Frequently Asked Questions

Common clinical questions about AURLUMYN vs AGRYLIN, answered by our medical review team.

1. What is the main difference between AURLUMYN and AGRYLIN?

AURLUMYN is a Antineoplastic Agent that works by Microtubule inhibitor that binds to tubulin and disrupts microtubule dynamics, leading to mitotic arrest and apoptosis.. AGRYLIN is a Antineoplastic Agent that works by Agrylin (anagrelide) inhibits cyclic nucleotide phosphodiesterase III (PDE3) and reduces platelet production by interfering with megakaryocyte maturation and proliferation, likely via inhibition of cyclic AMP phosphodiesterase and modulation of intracellular calcium levels.. They differ in pharmacokinetic profiles, FDA-approved indications, and side effect profiles.

2. Which is stronger: AURLUMYN or AGRYLIN?
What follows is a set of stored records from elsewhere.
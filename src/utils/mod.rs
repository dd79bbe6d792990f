//! Common utilities and helper functions
//!
//! This module provides shared utilities used across the application.

pub mod error;
pub mod retry;

use anyhow::{Context, Result};
use chrono::{DateTime, NaiveDate, NaiveDateTime, TimeZone, Utc};

/// Parse a user-supplied instant.
///
/// Accepts RFC 3339, `YYYY-MM-DD HH:MM:SS`, `YYYY-MM-DDTHH:MM:SS`,
/// `YYYY-MM-DD` and Unix epoch seconds. Naive forms are taken as UTC.
pub fn parse_time(input: &str) -> Result<DateTime<Utc>> {
    let s = input.trim();

    if let Ok(secs) = s.parse::<i64>() {
        return Utc
            .timestamp_opt(secs, 0)
            .single()
            .with_context(|| format!("Epoch seconds out of range: {s}"));
    }

    if let Ok(dt) = DateTime::parse_from_rfc3339(s) {
        return Ok(dt.with_timezone(&Utc));
    }

    for fmt in ["%Y-%m-%d %H:%M:%S", "%Y-%m-%dT%H:%M:%S", "%Y-%m-%d %H:%M"] {
        if let Ok(naive) = NaiveDateTime::parse_from_str(s, fmt) {
            return Ok(Utc.from_utc_datetime(&naive));
        }
    }

    let date = NaiveDate::parse_from_str(s, "%Y-%m-%d")
        .with_context(|| format!("Unrecognised time format: {s}"))?;
    date.and_hms_opt(0, 0, 0)
        .map(|naive| Utc.from_utc_datetime(&naive))
        .with_context(|| format!("Invalid date: {s}"))
}

/// Join `base` and a listing entry, keeping absolute entries intact
pub fn join_url(base: &str, entry: &str) -> Option<String> {
    let base = url::Url::parse(base).ok()?;
    base.join(entry).ok().map(|u| u.to_string())
}
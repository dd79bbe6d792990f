//! Error types for discovery and storage
//!
//! This module defines the domain error enums shared by the listing client,
//! the finders and the cache store.

use thiserror::Error;

/// Errors raised while fetching a remote listing page
#[derive(Error, Debug)]
pub enum FetchError {
    /// HTTP transport error
    #[error("HTTP request for {url} failed: {source}")]
    Http {
        url: String,
        #[source]
        source: reqwest::Error,
    },

    /// Non-2xx response
    #[error("{url} returned status {status}")]
    Status { url: String, status: u16 },

    /// Request timeout
    #[error("Request for {0} timed out")]
    Timeout(String),

    /// Invalid URL
    #[error("Invalid URL: {0}")]
    InvalidUrl(String),

    /// HTTP client could not be built
    #[error("Failed to build HTTP client: {0}")]
    Client(#[source] reqwest::Error),
}

impl FetchError {
    /// Classify a reqwest error for `url`
    pub fn from_reqwest(url: &str, err: reqwest::Error) -> Self {
        if err.is_timeout() {
            Self::Timeout(url.to_string())
        } else if let Some(status) = err.status() {
            Self::Status {
                url: url.to_string(),
                status: status.as_u16(),
            }
        } else {
            Self::Http {
                url: url.to_string(),
                source: err,
            }
        }
    }

    /// Whether a later attempt may succeed
    pub fn is_recoverable(&self) -> bool {
        match self {
            Self::Http { .. } | Self::Timeout(_) => true,
            Self::Status { status, .. } => *status == 429 || *status >= 500,
            Self::InvalidUrl(_) | Self::Client(_) => false,
        }
    }

    /// Status code for `Status` errors
    pub fn status(&self) -> Option<u16> {
        match self {
            Self::Status { status, .. } => Some(*status),
            _ => None,
        }
    }
}

/// Errors raised by a finder
#[derive(Error, Debug)]
pub enum FinderError {
    /// A listing that the query cannot do without was unreachable
    #[error("Remote fetch failed: {0}")]
    RemoteFetch(#[from] FetchError),

    /// Collector list could not be scraped
    #[error("Failed to get collector list for {project}: {source}")]
    CollectorList {
        project: String,
        #[source]
        source: FetchError,
    },

    /// Collector belongs to a project no finder serves
    #[error("Unknown project '{0}'")]
    UnknownProject(String),
}

impl FinderError {
    pub fn is_recoverable(&self) -> bool {
        match self {
            Self::RemoteFetch(e) | Self::CollectorList { source: e, .. } => e.is_recoverable(),
            Self::UnknownProject(_) => false,
        }
    }
}

/// Errors raised by the cache store
#[derive(Error, Debug)]
pub enum StoreError {
    /// Could not obtain a pooled connection
    #[error("Connection pool error: {0}")]
    Pool(String),

    /// Statement or transaction failure; the transaction was rolled back
    #[error("Transaction failed during {operation}: {source}")]
    Transaction {
        operation: &'static str,
        #[source]
        source: tokio_postgres::Error,
    },

    /// Stored value cannot be mapped back to the model
    #[error("Corrupt row: {0}")]
    CorruptRow(String),
}

impl StoreError {
    pub fn transaction(operation: &'static str, source: tokio_postgres::Error) -> Self {
        Self::Transaction { operation, source }
    }
}
//! Remote listing client
//!
//! Finders never talk HTTP directly. They ask a [`ListingSource`] for the
//! hyperlinks on a directory page, which keeps every provider testable
//! against an in-memory [`MockListing`].

pub mod fetcher;

pub use fetcher::HttpListing;

use async_trait::async_trait;
use std::collections::HashMap;
use std::sync::Mutex;

use crate::utils::error::FetchError;

/// Source of directory listings
#[async_trait]
pub trait ListingSource: Send + Sync {
    /// Fetch `url` and return the hyperlink targets it contains
    async fn list(&self, url: &str) -> Result<Vec<String>, FetchError>;
}

enum MockEntry {
    Links(Vec<String>),
    Status(u16),
}

/// In-memory listing source for tests
///
/// Unknown URLs answer with status 404.
#[derive(Default)]
pub struct MockListing {
    pages: Mutex<HashMap<String, MockEntry>>,
    calls: Mutex<HashMap<String, usize>>,
}

impl MockListing {
    pub fn new() -> Self {
        Self::default()
    }

    /// Serve `links` at `url`
    pub fn insert<I, S>(&self, url: &str, links: I)
    where
        I: IntoIterator<Item = S>,
        S: Into<String>,
    {
        let links = links.into_iter().map(Into::into).collect();
        self.pages
            .lock()
            .unwrap_or_else(|e| e.into_inner())
            .insert(url.to_string(), MockEntry::Links(links));
    }

    /// Answer `url` with an HTTP error status
    pub fn insert_status(&self, url: &str, status: u16) {
        self.pages
            .lock()
            .unwrap_or_else(|e| e.into_inner())
            .insert(url.to_string(), MockEntry::Status(status));
    }

    /// Number of times `url` was listed
    pub fn calls(&self, url: &str) -> usize {
        self.calls
            .lock()
            .unwrap_or_else(|e| e.into_inner())
            .get(url)
            .copied()
            .unwrap_or(0)
    }

    /// Total number of listings served
    pub fn total_calls(&self) -> usize {
        self.calls
            .lock()
            .unwrap_or_else(|e| e.into_inner())
            .values()
            .sum()
    }
}

#[async_trait]
impl ListingSource for MockListing {
    async fn list(&self, url: &str) -> Result<Vec<String>, FetchError> {
        *self
            .calls
            .lock()
            .unwrap_or_else(|e| e.into_inner())
            .entry(url.to_string())
            .or_default() += 1;

        let pages = self.pages.lock().unwrap_or_else(|e| e.into_inner());
        match pages.get(url) {
            Some(MockEntry::Links(links)) => Ok(links.clone()),
            Some(MockEntry::Status(status)) => Err(FetchError::Status {
                url: url.to_string(),
                status: *status,
            }),
            None => Err(FetchError::Status {
                url: url.to_string(),
                status: 404,
            }),
        }
    }
}

#[cfg(test)]
mod tests {
    use super::*;

    #[tokio::test]
    async fn test_mock_listing_serves_and_counts() {
        let mock = MockListing::new();
        mock.insert("https://example.org/", ["a/", "b/"]);
        mock.insert_status("https://example.org/down/", 503);

        assert_eq!(mock.list("https://example.org/").await.unwrap(), vec!["a/", "b/"]);
        let err = mock.list("https://example.org/down/").await.unwrap_err();
        assert_eq!(err.status(), Some(503));
        let missing = mock.list("https://example.org/missing/").await.unwrap_err();
        assert_eq!(missing.status(), Some(404));

        assert_eq!(mock.calls("https://example.org/"), 1);
        assert_eq!(mock.total_calls(), 3);
    }
}
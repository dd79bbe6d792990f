//! Synchronization pairs and their timing policies
//!
//! A pair is one (project, dump kind) combination the scheduler keeps in
//! sync. Each runs on its own cadence:
//!
//! | pair | interval | base backoff |
//! |------|----------|--------------|
//! | routeviews/rib | 2 h | interval/128 |
//! | routeviews/updates | 15 min | interval/128 |
//! | ris/rib | 8 h | interval/128 |
//! | ris/updates | 5 min | interval/128 |

use std::fmt;
use std::str::FromStr;
use std::time::Duration;

use crate::finder::Provider;
use crate::models::DumpKind;
use crate::utils::retry::RetryConfig;

/// One (provider, kind) combination kept in sync
#[derive(Debug, Clone, Copy, PartialEq, Eq, Hash)]
pub struct SyncPair {
    pub provider: Provider,
    pub kind: DumpKind,
}

impl SyncPair {
    pub const ALL: [SyncPair; 4] = [
        SyncPair::new(Provider::RouteViews, DumpKind::Rib),
        SyncPair::new(Provider::RouteViews, DumpKind::Updates),
        SyncPair::new(Provider::Ris, DumpKind::Rib),
        SyncPair::new(Provider::Ris, DumpKind::Updates),
    ];

    pub const fn new(provider: Provider, kind: DumpKind) -> Self {
        Self { provider, kind }
    }

    /// Default policy for this pair
    pub fn policy(&self) -> SyncPolicy {
        let interval = match (self.provider, self.kind) {
            (Provider::RouteViews, DumpKind::Rib) => Duration::from_secs(2 * 60 * 60),
            (Provider::RouteViews, _) => Duration::from_secs(15 * 60),
            (Provider::Ris, DumpKind::Rib) => Duration::from_secs(8 * 60 * 60),
            (Provider::Ris, _) => Duration::from_secs(5 * 60),
        };
        SyncPolicy::for_interval(interval)
    }
}

impl fmt::Display for SyncPair {
    fn fmt(&self, f: &mut fmt::Formatter<'_>) -> fmt::Result {
        write!(f, "{}/{}", self.provider, self.kind)
    }
}

impl FromStr for SyncPair {
    type Err = String;

    /// Accepts `project/kind`, e.g. `ris/updates`
    fn from_str(s: &str) -> Result<Self, Self::Err> {
        let (project, kind) = s
            .split_once('/')
            .ok_or_else(|| format!("expected PROJECT/KIND, got '{s}'"))?;
        let provider: Provider = project.parse()?;
        let kind = match DumpKind::parse(kind) {
            Some(k @ (DumpKind::Rib | DumpKind::Updates)) => k,
            _ => return Err(format!("kind must be rib or updates, got '{kind}'")),
        };
        Ok(Self::new(provider, kind))
    }
}

/// Timing of one pair's loop
#[derive(Debug, Clone, PartialEq)]
pub struct SyncPolicy {
    /// Cycle period; wake-ups are aligned to multiples of it since the epoch
    pub interval: Duration,

    /// Sleep before the second find attempt
    pub base_backoff: Duration,

    pub backoff_multiplier: f64,

    /// Find attempts per collector, the first one included
    pub max_attempts: u32,

    /// How far past now the discovery window reaches
    pub forward_margin: Duration,

    /// Delay after each aligned boundary
    pub alignment_buffer: Duration,
}

impl SyncPolicy {
    pub fn for_interval(interval: Duration) -> Self {
        Self {
            interval,
            base_backoff: interval / 128,
            backoff_multiplier: 2.0,
            max_attempts: 4,
            forward_margin: Duration::from_secs(24 * 60 * 60),
            alignment_buffer: Duration::from_secs(30),
        }
    }

    pub fn retry_config(&self) -> RetryConfig {
        RetryConfig {
            max_attempts: self.max_attempts,
            base_delay: self.base_backoff,
            backoff_multiplier: self.backoff_multiplier,
        }
    }
}

#[cfg(test)]
mod tests {
    use super::*;

    #[test]
    fn test_default_intervals() {
        let secs: Vec<u64> = SyncPair::ALL
            .iter()
            .map(|p| p.policy().interval.as_secs())
            .collect();
        assert_eq!(secs, vec![7200, 900, 28800, 300]);
    }

    #[test]
    fn test_ris_updates_backoff() {
        let policy = SyncPair::new(Provider::Ris, DumpKind::Updates).policy();
        let retry = policy.retry_config();
        assert_eq!(retry.max_attempts, 4);
        assert_eq!(policy.base_backoff, Duration::from_micros(2_343_750));
        assert_eq!(retry.delay_before(2), policy.base_backoff);
        assert_eq!(retry.delay_before(3), policy.base_backoff * 2);
        assert_eq!(retry.delay_before(4), policy.base_backoff * 4);
    }

    #[test]
    fn test_pair_parsing() {
        let pair: SyncPair = "routeviews/rib".parse().unwrap();
        assert_eq!(pair, SyncPair::new(Provider::RouteViews, DumpKind::Rib));
        assert_eq!(pair.to_string(), "routeviews/rib");
        assert_eq!(
            "ris/updates".parse::<SyncPair>(),
            Ok(SyncPair::new(Provider::Ris, DumpKind::Updates))
        );
        assert!("ris".parse::<SyncPair>().is_err());
        assert!("ris/any".parse::<SyncPair>().is_err());
        assert!("pch/rib".parse::<SyncPair>().is_err());
    }
}
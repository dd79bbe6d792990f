use anyhow::{Context, Result};
use std::str::FromStr;

use bgpfinder::config::Config;
use bgpfinder::finder::Finder;
use bgpfinder::models::{BgpDump, Collector, DumpKind};
use bgpfinder::query::Query;
use bgpfinder::utils::parse_time;

use super::build_finder;

/// Output format of the `files` command
#[derive(Debug, Clone, Copy, PartialEq, Eq, Default)]
pub enum OutputFormat {
    #[default]
    Json,
    Csv,
}

impl FromStr for OutputFormat {
    type Err = String;

    fn from_str(s: &str) -> Result<Self, Self::Err> {
        match s.to_ascii_lowercase().as_str() {
            "json" => Ok(Self::Json),
            "csv" => Ok(Self::Csv),
            other => Err(format!("unknown format '{other}' (expected json or csv)")),
        }
    }
}

/// Parameters for the files command
#[derive(Debug, Clone)]
pub struct FilesParams {
    pub from: String,
    pub until: String,
    pub project: Option<String>,
    pub collectors: Vec<String>,
    pub dump_type: String,
    pub format: OutputFormat,
}

/// Run a live find and print the matching dumps
pub async fn files(config: &Config, params: FilesParams) -> Result<()> {
    let from = parse_time(&params.from).context("Invalid --from")?;
    let until = parse_time(&params.until).context("Invalid --until")?;
    let kind = DumpKind::parse(&params.dump_type)
        .with_context(|| format!("Invalid --type: {}", params.dump_type))?;

    let finder = build_finder(config).await?;
    let collectors = resolve_collectors(
        finder.as_ref(),
        params.project.as_deref().unwrap_or(""),
        &params.collectors,
    )?;

    let query = Query::new(from, until)
        .with_collectors(collectors)
        .with_kind(kind);
    let dumps = finder.find(&query).await?;

    tracing::info!(
        dumps = dumps.len(),
        from = %from,
        until = %until,
        dump_type = %kind,
        "Find complete"
    );

    print!("{}", render(&dumps, params.format)?);
    Ok(())
}

/// Turn `--project` and `--collector` flags into the query's collector set
///
/// With only a project, every collector of that project is searched. Named
/// collectors must exist and belong to the project when one is given.
fn resolve_collectors(
    finder: &dyn Finder,
    project: &str,
    names: &[String],
) -> Result<Vec<Collector>> {
    if !project.is_empty() && finder.project(project).is_none() {
        anyhow::bail!("Unknown project: {project}");
    }

    if names.is_empty() {
        if project.is_empty() {
            return Ok(Vec::new());
        }
        return Ok(finder.collectors(project));
    }

    let mut collectors = Vec::with_capacity(names.len());
    for name in names {
        let collector = finder
            .collector(name)
            .with_context(|| format!("Unknown collector: {name}"))?;
        if !project.is_empty() && collector.project.name != project {
            anyhow::bail!("Collector {name} does not belong to project {project}");
        }
        if !collectors.contains(&collector) {
            collectors.push(collector);
        }
    }
    Ok(collectors)
}

fn render(dumps: &[BgpDump], format: OutputFormat) -> Result<String> {
    match format {
        OutputFormat::Json => {
            let mut out = serde_json::to_string_pretty(dumps)?;
            out.push('\n');
            Ok(out)
        }
        OutputFormat::Csv => {
            let mut out = String::from("project,collector,type,timestamp,duration,url\n");
            for dump in dumps {
                out.push_str(&dump.as_csv());
                out.push('\n');
            }
            Ok(out)
        }
    }
}
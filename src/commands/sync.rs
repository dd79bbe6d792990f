use anyhow::{Context, Result};
use chrono::{TimeZone, Utc};
use std::sync::Arc;

use bgpfinder::config::Config;
use bgpfinder::scheduler::{SyncPair, SyncScheduler};
use bgpfinder::storage::{DumpStore, MemoryStore};

use super::{build_finder, connect_store, shutdown_channel};

/// Parameters for the sync command
#[derive(Debug, Clone, Default)]
pub struct SyncParams {
    /// Keep results in memory instead of PostgreSQL
    pub dry_run: bool,

    /// `PAIR=TIME` first-start overrides
    pub starts: Vec<String>,

    /// Restrict to these pairs (all when empty)
    pub pairs: Vec<String>,
}

/// Run only the sync scheduler until shutdown
pub async fn sync(mut config: Config, params: SyncParams) -> Result<()> {
    config.database.enabled = !params.dry_run;
    config.sync.enabled = !params.dry_run;
    config.validate()?;

    let pairs = params
        .pairs
        .iter()
        .map(|p| p.parse::<SyncPair>().map_err(anyhow::Error::msg))
        .collect::<Result<Vec<_>>>()?;
    let backfill = Utc
        .timestamp_opt(config.sync.backfill_from, 0)
        .single()
        .context("sync.backfill_from is out of range")?;

    let finder = build_finder(&config).await?;
    let memory = params.dry_run.then(|| Arc::new(MemoryStore::new()));
    let store: Arc<dyn DumpStore> = match &memory {
        Some(memory) => Arc::clone(memory) as Arc<dyn DumpStore>,
        None => connect_store(&config).await? as Arc<dyn DumpStore>,
    };

    let mut scheduler = SyncScheduler::new(finder, store)
        .with_backfill_from(backfill)
        .with_start_args(&params.starts)?;
    if !pairs.is_empty() {
        scheduler = scheduler.with_pairs(&pairs);
    }

    tracing::info!(
        pairs = ?scheduler.pairs().iter().map(ToString::to_string).collect::<Vec<_>>(),
        dry_run = params.dry_run,
        "Sync scheduler configured"
    );

    scheduler.run(shutdown_channel()).await;

    if let Some(memory) = memory {
        println!("Dry run finished: {} dumps discovered", memory.dump_count());
    }
    Ok(())
}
Potency comparisons between AURLUMYN and AGRYLIN depend on the specific clinical indication. These are both Antineoplastic Agent agents and are not directly interchangeable by dose. A physician or clinical pharmacist should guide any therapeutic switching decisions.

3. What is the standard dosing for AURLUMYN vs AGRYLIN?

The standard adult dose of AURLUMYN is: Intravenous, 6 mg/kg every 4 weeks for 6 cycles; each cycle: Days 1 and 15 of a 28-day cycle.. The standard adult dose of AGRYLIN is: Adults: 0.5 mg orally once or twice daily, increased by 0.5 mg every 2 weeks to maintain platelet count <600,000/µL. Maximum dose: 10 mg/day.. Dosing should always be individualized based on indication, renal and hepatic function, age, and other patient factors.

4. Can you take AURLUMYN and AGRYLIN together?

No direct drug-drug interaction has been formally documented between AURLUMYN and AGRYLIN in current clinical databases. However, individual patient risk factors including other medications, organ function, and comorbidities should always be evaluated by a qualified healthcare provider.

5. Are AURLUMYN and AGRYLIN safe during pregnancy?

The maternal-fetal safety profiles differ. AURLUMYN is classified as Category C. First trimester: Increased risk of major congenital malformations (neural tube defects, cardiovascular anomalies) based on animal studies and limited human data. Second and third t. AGRYLIN is classified as Category C. Pregnancy Category C. Anagrelide is not recommended in pregnancy. Animal studies have shown embryotoxicity and teratogenicity (e.g., increased fetal resorptions, skeletal anomalies. Always consult a maternal-fetal medicine specialist before taking either drug during pregnancy or lactation.